Exercise aim: For the records below, report how many lines include the word "broadcast". Only the number should appear.

Entries taken from a collection
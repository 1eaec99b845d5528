//! # Runtime event bus.
//!
//! ```text
//!   Registration ─┐
//!   Dispatcher   ─┤ publish ──► [ ring of `capacity` events ] ──► Host listener ──► SubscriberSet
//!   CacheStorage ─┤
//!   Host         ─┘
//! ```
//!
//! Publishing never waits. Events sent while nobody listens are gone, and a
//! receiver that falls `n` events behind skips them (`RecvError::Lagged(n)`).

use tokio::sync::broadcast;

use super::event::RuntimeEvent;

/// Cloneable, fire-and-forget publisher of [`RuntimeEvent`]s.
#[derive(Clone, Debug)]
pub struct Bus {
    ring: broadcast::Sender<RuntimeEvent>,
}

impl Bus {
    /// Bus holding up to `capacity` undelivered events (min 1).
    pub fn new(capacity: usize) -> Self {
        let (ring, _) = broadcast::channel(capacity.max(1));
        Self { ring }
    }

    /// Publishes `ev`; dropped when there is no receiver.
    pub fn publish(&self, ev: RuntimeEvent) {
        if self.ring.send(ev).is_err() {
            tracing::trace!("runtime event published with no listener");
        }
    }

    /// Receiver observing events published from now on.
    pub fn subscribe(&self) -> broadcast::Receiver<RuntimeEvent> {
        self.ring.subscribe()
    }

    /// Number of live receivers.
    pub fn listeners(&self) -> usize {
        self.ring.receiver_count()
    }
}
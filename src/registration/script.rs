//! # Worker scripts and the function-backed [`ScriptFn`].
//!
//! A [`WorkerScript`] is the application code of a worker: evaluating it against
//! a fresh [`WorkerScope`] registers the listeners that instance will serve with.
//! It is evaluated once per worker instance, and once more for every in-place
//! hot adoption, so it should not keep state between evaluations.
//!
//! ## Example
//! ```rust
//! use workervisor::{ExtensionError, Response, ScriptFn, ScriptRef, WorkerScope};
//!
//! let script: ScriptRef = ScriptFn::arc("hello", |scope: &mut WorkerScope| {
//!     scope.on_fetch(|ev| {
//!         ev.respond(Response::ok("hello"))?;
//!         Ok(())
//!     });
//!     Ok::<_, ExtensionError>(())
//! });
//! assert_eq!(script.name(), "hello");
//! ```

use std::borrow::Cow;
use std::sync::Arc;

use crate::error::ExtensionError;

use super::scope::WorkerScope;

/// Application code of a worker.
pub trait WorkerScript: Send + Sync + 'static {
    /// Stable, human-readable script name.
    fn name(&self) -> &str;

    /// Registers listeners and hot-reload hooks on `scope`.
    ///
    /// An `Err` (or a panic) fails the install of the instance being built.
    fn evaluate(&self, scope: &mut WorkerScope) -> Result<(), ExtensionError>;
}

/// Shared handle to a script.
pub type ScriptRef = Arc<dyn WorkerScript>;

/// Function-backed script.
#[derive(Debug)]
pub struct ScriptFn<F> {
    name: Cow<'static, str>,
    f: F,
}

impl<F> ScriptFn<F>
where
    F: Fn(&mut WorkerScope) -> Result<(), ExtensionError> + Send + Sync + 'static,
{
    /// Creates a new function-backed script.
    ///
    /// Prefer [`ScriptFn::arc`] when you immediately need a [`ScriptRef`].
    pub fn new(name: impl Into<Cow<'static, str>>, f: F) -> Self {
        Self {
            name: name.into(),
            f,
        }
    }

    /// Creates the script and returns it as a shared handle.
    pub fn arc(name: impl Into<Cow<'static, str>>, f: F) -> Arc<Self> {
        Arc::new(Self::new(name, f))
    }
}

impl<F> WorkerScript for ScriptFn<F>
where
    F: Fn(&mut WorkerScope) -> Result<(), ExtensionError> + Send + Sync + 'static,
{
    fn name(&self) -> &str {
        &self.name
    }

    fn evaluate(&self, scope: &mut WorkerScope) -> Result<(), ExtensionError> {
        (self.f)(scope)
    }
}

Answer to the problem: 4